In this post under Apache Pool, I will explain with example the purpose of “MaxWait” duration property.
This property is used in conjunction with “BlockWhenExhausted” property explained in previous post.
This property works only when “BlockWhenExhausted” is set to “true”.
When “BlockWhenExhausted” is set to true and the caller tries to get idle objects more than the available in the pool, the code is blocked indefinitely.
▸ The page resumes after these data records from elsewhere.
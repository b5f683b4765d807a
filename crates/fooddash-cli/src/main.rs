//! fooddash CLI - prepare and summarize food-delivery datasets.

mod cli;
mod commands;

use clap::Parser;
use cli::{Cli, Commands};
use tracing_subscriber::EnvFilter;

fn main() {
    let cli = Cli::parse();
    init_tracing(cli.verbose);

    let result = match cli.command {
        Commands::Inspect { file, json } => commands::inspect::run(file, json, cli.verbose),

        Commands::Prepare {
            file,
            output,
            format,
        } => commands::prepare::run(file, output, format, cli.verbose),

        Commands::Company {
            file,
            filters,
            json,
        } => commands::company::run(file, filters, json, cli.verbose),

        Commands::Couriers {
            file,
            filters,
            top,
            json,
        } => commands::couriers::run(file, filters, top, json, cli.verbose),

        Commands::Restaurants {
            file,
            filters,
            json,
        } => commands::restaurants::run(file, filters, json, cli.verbose),
    };

    if let Err(e) = result {
        eprintln!("Error: {}", e);
        std::process::exit(1);
    }
}

/// Logs go to stderr so JSON on stdout stays clean. `RUST_LOG` wins when set.
fn init_tracing(verbose: bool) {
    let default = if verbose { "debug" } else { "warn" };
    tracing_subscriber::fmt()
        .with_env_filter(EnvFilter::try_from_default_env().unwrap_or_else(|_| default.into()))
        .with_writer(std::io::stderr)
        .with_target(false)
        .init();
}
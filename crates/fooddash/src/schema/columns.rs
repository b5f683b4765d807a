//! Source column names and their resolution against a parsed table.

use crate::error::{FooddashError, Result};
use crate::input::DataTable;

pub const ID: &str = "ID";
pub const COURIER_ID: &str = "Delivery_person_ID";
pub const COURIER_AGE: &str = "Delivery_person_Age";
pub const COURIER_RATING: &str = "Delivery_person_Ratings";
pub const RESTAURANT_LATITUDE: &str = "Restaurant_latitude";
pub const RESTAURANT_LONGITUDE: &str = "Restaurant_longitude";
pub const DESTINATION_LATITUDE: &str = "Delivery_location_latitude";
pub const DESTINATION_LONGITUDE: &str = "Delivery_location_longitude";
pub const ORDER_DATE: &str = "Order_Date";
pub const WEATHER: &str = "Weatherconditions";
pub const TRAFFIC: &str = "Road_traffic_density";
pub const VEHICLE_CONDITION: &str = "Vehicle_condition";
pub const ORDER_TYPE: &str = "Type_of_order";
pub const VEHICLE_TYPE: &str = "Type_of_vehicle";
pub const MULTIPLE_DELIVERIES: &str = "multiple_deliveries";
pub const FESTIVAL: &str = "Festival";
pub const CITY: &str = "City";
pub const TIME_TAKEN: &str = "Time_taken(min)";

/// Derived column names, as written by the exporter.
pub const WEEK_OF_YEAR: &str = "week_of_year";
pub const DISTANCE_KM: &str = "distance_km";

/// Every column a delivery export must carry, in source order.
pub const REQUIRED: [&str; 18] = [
    ID,
    COURIER_ID,
    COURIER_AGE,
    COURIER_RATING,
    RESTAURANT_LATITUDE,
    RESTAURANT_LONGITUDE,
    DESTINATION_LATITUDE,
    DESTINATION_LONGITUDE,
    ORDER_DATE,
    WEATHER,
    TRAFFIC,
    VEHICLE_CONDITION,
    ORDER_TYPE,
    VEHICLE_TYPE,
    MULTIPLE_DELIVERIES,
    FESTIVAL,
    CITY,
    TIME_TAKEN,
];

/// Categorical columns whose surrounding whitespace is trimmed.
pub const TRIMMED: [&str; 7] = [
    ID,
    COURIER_ID,
    TRAFFIC,
    ORDER_TYPE,
    VEHICLE_TYPE,
    FESTIVAL,
    CITY,
];

/// Positions of the required columns within one particular table.
///
/// Resolution happens once per table so the per-row code never searches
/// headers.
#[derive(Debug, Clone, Copy, PartialEq, Eq)]
pub struct ColumnIndex {
    pub id: usize,
    pub courier_id: usize,
    pub courier_age: usize,
    pub courier_rating: usize,
    pub restaurant_latitude: usize,
    pub restaurant_longitude: usize,
    pub destination_latitude: usize,
    pub destination_longitude: usize,
    pub order_date: usize,
    pub weather: usize,
    pub traffic: usize,
    pub vehicle_condition: usize,
    pub order_type: usize,
    pub vehicle_type: usize,
    pub multiple_deliveries: usize,
    pub festival: usize,
    pub city: usize,
    pub time_taken: usize,
}

impl ColumnIndex {
    /// Resolve all required columns, failing on the first missing one
    /// (in source column order).
    pub fn resolve(table: &DataTable) -> Result<Self> {
        if let Some(missing) = REQUIRED.iter().find(|c| table.column_index(c).is_none()) {
            return Err(FooddashError::Schema {
                column: missing.to_string(),
            });
        }
        let at = |name: &str| table.column_index(name).unwrap_or_default();

        Ok(Self {
            id: at(ID),
            courier_id: at(COURIER_ID),
            courier_age: at(COURIER_AGE),
            courier_rating: at(COURIER_RATING),
            restaurant_latitude: at(RESTAURANT_LATITUDE),
            restaurant_longitude: at(RESTAURANT_LONGITUDE),
            destination_latitude: at(DESTINATION_LATITUDE),
            destination_longitude: at(DESTINATION_LONGITUDE),
            order_date: at(ORDER_DATE),
            weather: at(WEATHER),
            traffic: at(TRAFFIC),
            vehicle_condition: at(VEHICLE_CONDITION),
            order_type: at(ORDER_TYPE),
            vehicle_type: at(VEHICLE_TYPE),
            multiple_deliveries: at(MULTIPLE_DELIVERIES),
            festival: at(FESTIVAL),
            city: at(CITY),
            time_taken: at(TIME_TAKEN),
        })
    }

    /// Positions of the columns that get trimmed during normalization.
    pub fn trimmed(&self) -> [usize; TRIMMED.len()] {
        [
            self.id,
            self.courier_id,
            self.traffic,
            self.order_type,
            self.vehicle_type,
            self.festival,
            self.city,
        ]
    }
}

#[cfg(test)]
mod tests {
    use super::*;

    fn table_with(headers: &[&str]) -> DataTable {
        DataTable::new(
            headers.iter().map(|h| h.to_string()).collect(),
            vec![vec![String::new(); headers.len()]],
            b',',
        )
    }

    #[test]
    fn test_resolve_finds_columns_in_any_order() {
        let mut headers: Vec<&str> = REQUIRED.to_vec();
        headers.reverse();
        headers.insert(3, "extra");
        let index = ColumnIndex::resolve(&table_with(&headers)).unwrap();

        assert_eq!(index.time_taken, 0);
        assert_eq!(index.id, headers.len() - 1);
        assert_eq!(index.trimmed()[0], index.id);
    }

    #[test]
    fn test_resolve_reports_missing_column() {
        let headers: Vec<&str> = REQUIRED.iter().copied().filter(|c| *c != CITY).collect();
        let err = ColumnIndex::resolve(&table_with(&headers)).unwrap_err();

        match err {
            FooddashError::Schema { column } => assert_eq!(column, CITY),
            other => panic!("unexpected error: {other}"),
        }
    }

    #[test]
    fn test_resolve_is_case_sensitive() {
        let headers: Vec<&str> = REQUIRED
            .iter()
            .map(|c| if *c == ID { "id" } else { c })
            .collect();
        assert!(ColumnIndex::resolve(&table_with(&headers)).is_err());
    }
}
This is
the default behavior.
We can change this default behavior with the help of “MaxWait” duration property.
Using this property we configure the time, it has to wait to get an idle object from the pool.
If the caller code doesn’t get any idle object from the pool within the wait time an exception is thrown instead of waiting indefinitely.
Below is the complete main code for your reference
ThreadPooledObjectFactory
package package11;
import org.apache.commons.pool2.BasePooledObjectFactory;
import org.apache.commons.pool2.PooledObject;
import org.apache.commons.pool2.impl.DefaultPooledObject;
public class ThreadPooledObjectFactory extends BasePooledObjectFactory {
private int count = 0;
@Override
public Thread create() throws Exception {
String threadName = "Thread" + count;
count = count + 1;
return new Thread(threadName);
}
@Override
public PooledObject wrap(Thread obj) {
return new DefaultPooledObject(obj);
}
}
Main class
1 package package11;
2
3 import java.time.Duration;
4
5 import org.apache.commons.pool2.impl.GenericObjectPool;
6 import org.apache.commons.pool2.impl.GenericObjectPoolConfig;
7
8 import package10.ThreadPooledObjectFactory;
9
10 public class Example11 {
11 public static void main(String[] args) throws Exception {
12 GenericObjectPoolConfig genericObjectPoolConfig = new GenericObjectPoolConfig<>();
13 genericObjectPoolConfig.setMaxTotal(3);
14 genericObjectPoolConfig.setMaxWait(Duration.ofMinutes(2));
15 ThreadPooledObjectFactory threadPooledObjectFactory = new ThreadPooledObjectFactory();
16 GenericObjectPool genericObjectPool = new GenericObjectPool<>(threadPooledObjectFactory, genericObjectPoolConfig);
17
18 try {
19 Thread thread1 = genericObjectPool.borrowObject();
20 Thread thread2 = genericObjectPool.borrowObject();
21 Thread thread3 = genericObjectPool.borrowObject();
22 Thread thread4 = genericObjectPool.borrowObject();
23 } catch(Exception exception) {
24 exception.printStackTrace();
25 }
26 }
27 }
In the above code, at line 14, I call the “setMaxWait” method on “GenericObjectPoolConfig” instance and set it to 2 minutes.
Below is the output
Output
java.util.NoSuchElementException: Timeout waiting for idle object, borrowMaxWaitDuration=PT2M
at org.apache.commons.pool2@2.12.0/org.apache.commons.pool2.impl.GenericObjectPool.borrowObject(GenericObjectPool.java:316)
at org.apache.commons.pool2@2.12.0/org.apache.commons.pool2.impl.GenericObjectPool.borrowObject(GenericObjectPool.java:233)
at ApachePoolConcepts.main/package11.Example11.main(Example11.java:22)
In this way we can use the “MaxWait” duration property.